Athenæ Oxonienses. The History of Oxford Writers. Vol. 2, p. 445

Francis Vernon

was born near Charing cross in the Parish of S. Martin in the Fields within the liberty of Westminster, but descended from those of his name in Worcestershire, was elected Student of Ch. Ch. from Westminster School, an. 1654 aged 17 years or thereabouts, took his rambles before, and partly after, he was Master of Arts. At length being possess’d with an insatiable desire of seeing, he travelled into various parts of the world, was taken by Pyrats, sold and endured much misery. Afterwards, being let loose, he retired to his native Country with intentions to spend his time there, but having got an itch of rambling ventred again, tho disswaded to the contrary, and was afterwards hack’d to pieces in Persia. He hath written,

Oxonium Poema. Oxon. 1667. in 3 sh. and an half in qu. But the author being absent when ’twas printed, are committed many faults therein, especially in the Margin.

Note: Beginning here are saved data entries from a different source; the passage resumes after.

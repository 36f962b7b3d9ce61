//! services/api/src/bin/api.rs

use api_lib::{
    adapters::{PgIdentityProvider, PgMaterialStore, StorageUrlTransport},
    config::Config,
    error::ApiError,
    web::{
        attach_session, create_material_handler, delete_material_handler,
        download_material_handler, list_materials_handler, rest::ApiDoc, state::AppState,
        update_material_handler,
    },
};
use axum::{
    http::{
        header::{ACCEPT, AUTHORIZATION, CONTENT_TYPE},
        HeaderValue, Method,
    },
    middleware as axum_middleware,
    routing::{get, post},
    Router,
};
use scholar_core::catalog::MaterialCatalog;
use sqlx::postgres::PgPoolOptions;
use std::sync::Arc;
use tower_http::cors::CorsLayer;
use tracing::info;
use tracing_subscriber::{layer::SubscriberExt, util::SubscriberInitExt};
use utoipa::OpenApi;
use utoipa_swagger_ui::SwaggerUi;

#[tokio::main]
async fn main() -> Result<(), ApiError> {
    // --- 1. Load Configuration & Set Up Logging ---
    let config = Arc::new(Config::from_env()?);
    tracing_subscriber::registry()
        .with(tracing_subscriber::EnvFilter::new(config.log_level.to_string()))
        .with(tracing_subscriber::fmt::layer())
        .init();
    info!("Configuration loaded. Starting server...");

    // --- 2. Connect to Database & Run Migrations ---
    info!("Connecting to database...");
    let db_pool = PgPoolOptions::new()
        .max_connections(5)
        .connect(&config.database_url)
        .await?;
    let store = Arc::new(PgMaterialStore::new(db_pool.clone()));
    info!("Running database migrations...");
    store
        .run_migrations()
        .await
        .map_err(|e| ApiError::Internal(e.to_string()))?;
    info!("Database migrations complete.");

    // --- 3. Build the Shared AppState ---
    let app_state = Arc::new(AppState {
        catalog: MaterialCatalog::new(store),
        identity: Arc::new(PgIdentityProvider::new(db_pool)),
        downloads: Arc::new(StorageUrlTransport::new(config.download_base_url.clone())),
        config: config.clone(),
    });

    let cors = CorsLayer::new()
        .allow_origin(
            config
                .cors_origin
                .parse::<HeaderValue>()
                .map_err(|e| ApiError::Internal(format!("Invalid CORS_ORIGIN: {}", e)))?,
        )
        .allow_credentials(true)
        .allow_methods([
            Method::GET,
            Method::POST,
            Method::PUT,
            Method::DELETE,
            Method::OPTIONS,
        ])
        .allow_headers([AUTHORIZATION, CONTENT_TYPE, ACCEPT]);

    // --- 4. Create the Web Router ---
    // Every material route goes through the session middleware; the
    // catalog itself decides what each role may do.
    let api_router = Router::new()
        .route(
            "/materials",
            get(list_materials_handler).post(create_material_handler),
        )
        .route(
            "/materials/{id}",
            axum::routing::put(update_material_handler).delete(delete_material_handler),
        )
        .route("/materials/{id}/download", post(download_material_handler))
        .layer(axum_middleware::from_fn_with_state(
            app_state.clone(),
            attach_session,
        ))
        .layer(cors)
        .with_state(app_state);

    // Merge the API router with the Swagger UI router for a complete application.
    let app = Router::new()
        .merge(api_router)
        .merge(SwaggerUi::new("/swagger-ui").url("/api-docs/openapi.json", ApiDoc::openapi()));

    // --- 5. Start the Server ---
    info!("Starting server on {}", config.bind_address);
    info!(
        "Swagger UI available at http://{}/swagger-ui",
        config.bind_address
    );
    let listener = tokio::net::TcpListener::bind(&config.bind_address).await?;
    axum::serve(listener, app).await?;

    Ok(())
}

Letter to Mr. Hen. Oldenburg, dat. Jan. 10, an. 1675, giving a short account of some of his observations in his travels from Venice through Istria, Dalmatia, Greece, and the Archipelago, to Smyrna, where this Letter was written.—This is printed in the Philosophical Transactions, num. 124. p. 575. an. 1676. Afterwards being in Persia, arose between him and some of the Arabs a small quarrel concerning an English Pen knife, that Mr. Vernon had with him; who shewing himself cross and peevish in not communicating it to them, they fell upon him and hack’d him to death near Spahan or Aspachan a City in Persia, in sixteen hundred seventy and seven or thereabouts.1677. Whereupon his body was conveyed to that City and there inter’d. He then left behind him a piece of po [] etry to be printed, and several observations made in his travels not fit to be published, because imperfect and indigested.